«Песнь пророка» и русский Нобель. Большой разговор о книжных премиях с Андреем Аствацатуровым, Игорем Сухих и Татьяной Емельяновой
Существует представление, что литературные премии — это очень конъюнктурная история. Что побеждают там не хорошие тексты, а какие-то удобные по политическим или каким-то иным критериям фигуры. Так ли это?
Андрей Аствацатуров: Так получилось, что я несколько лет был членом жюри литературных премий «Нос» и «Национальный бестселлер», а сейчас нахожусь в жюри литературной премии «Большая книга». Если говорить о конъюнктуре, тут есть несколько главных факторов.
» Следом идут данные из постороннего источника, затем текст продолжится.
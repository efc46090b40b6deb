//! Samples cubic Bezier curves and re-segments the samples into pieces of equal arc length.
//!
//! The pipeline is
//! control points → `CubicBezier` → dense sample (optionally mapped by an `Affine`)
//! → `Polyline` → `ArcLengthSegmenter` → breakpoints.
//!
//! Everything is generic over the `Point` trait (implemented by `PointN<T, N>`)
//! and works without `std`, only `alloc` is required for the output vectors.
//!
//! ```rust
//! use equiarc::{resample, Affine, CubicBezier, PointN, SegmentationConfig};
//!
//! let curve = CubicBezier::new(
//!     PointN::new([0.0, 0.0]),
//!     PointN::new([1.0, 0.0]),
//!     PointN::new([1.0, 1.0]),
//!     PointN::new([0.0, 1.0]),
//! );
//! let config = SegmentationConfig::new(4, 1e-4, 100);
//! let result = resample(&curve, &config, &Affine::identity()).unwrap();
//! assert_eq!(result.breakpoints.len(), 5);
//! ```
#![cfg_attr(not(test), no_std)]

extern crate alloc;

use num_traits::{Float, NumCast, One, ToPrimitive, Zero};

pub mod arc_length;
pub mod config;
pub mod cubic_bezier;
pub mod error;
pub mod line;
pub mod point;
pub mod point_generic;
pub mod polyline;
pub mod resample;
pub mod spline;
pub mod transform;

pub use arc_length::{segment, ArcLengthSegmenter};
pub use config::{PresentationConfig, SegmentationConfig, Viewport};
pub use cubic_bezier::CubicBezier;
pub use error::ResampleError;
pub use line::LineSegment;
pub use point::Point;
pub use point_generic::PointN;
pub use polyline::{Location, Polyline};
pub use resample::{resample, Resampled};
pub use spline::Spline;
pub use transform::Affine;

/// Absolute error used by the tests to compare squared distances and lengths.
#[cfg(test)]
pub(crate) const EPSILON: f64 = 1e-10;

/// Converts a count into the scalar type, counts always fit into a float's range.
#[inline]
pub(crate) fn count_to_scalar<S: Float>(n: usize) -> S {
    cast(n)
}

/// Converts a literal constant into the scalar type.
#[inline]
pub(crate) fn float_to_scalar<S: Float>(value: f64) -> S {
    cast(value)
}

// NaN on failure, which every validation in this crate rejects
fn cast<S: Float, T: ToPrimitive>(value: T) -> S {
    <S as NumCast>::from(value).unwrap_or_else(S::nan)
}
Во-первых, определенные премии курируют определенные издательства. Так часто бывает, и в России так тоже бывало. Скажем, «Национальный бестселлер» был привязан к издательству «Лимбус пресс». Соответственно, в шорт-листе премии всегда находились книжки «Лимбуса», хотя премия позиционировалась как независимая. Безусловно, издательские группы лоббируют свои интересы. И каждому издательству желательно иметь какую-то премию, посредством которой можно продвигать свои новые книги.
Во-вторых, имеет место и политическая конъюнктура. Современные культурные тренды, необязательно протестные, а вообще любые, тоже увеличивают шансы на попадание книги в шорт-лист или победу на литературной премии. Если говорить о самой большой и влиятельной, Нобелевской премии, вы сами видите, что в последние годы она глубоко удручает. Когда мне звонили и спрашивали, что же я думаю по поводу награждения Светланы Алексиевич, я даже не знал, что ответить. Я не против, я не за. Я просто так сильно удивлен, что ничего не могу сказать по этому поводу. И так было уже неоднократно. С Нобелевской премией, безусловно, случались и удачные попадания, но многие великие писатели остались за бортом этой премии. Что касается русских писателей, за исключением Шолохова, все они получили премию в том числе благодаря конъюнктуре. Это касается и Бунина, и Пастернака, и Бродского.
Дело в том, что в культуре существуют определенные тренды, которые также помогают книге получить премию. Условно, в определенный момент необходимо, чтобы в тексте обязательно освобождалась от какого-нибудь ига женщина, для этого пишутся феминистские романы. Либо автору нужно показать, как какие-нибудь национальные меньшинства освобождаются от реального или вымышленного, мифологического угнетения. Некоторые авторы получают премию именно по этому принципу.
В Соединенных Штатах Америки до какого-то момента премию могли получить только белые англосаксонские протестанты, существовало даже такое идеологическое клише WASP, то есть white anglo-saxon protestant. Но с конца 1970-х они потеряли свое привилегированное положение. Например, Нобелевскую премию не получил Джон Апдайк, зато ее дали еврейскому писателю Исааку Башевису Зингеру. Похожим образом Нобелевскую премию получила Тони Моррисон, потому что она негритянка, а афроамериканца было вроде бы как положено наградить. Такого рода конъюнктура действительно оказывала влияние на политику Нобелевской премии.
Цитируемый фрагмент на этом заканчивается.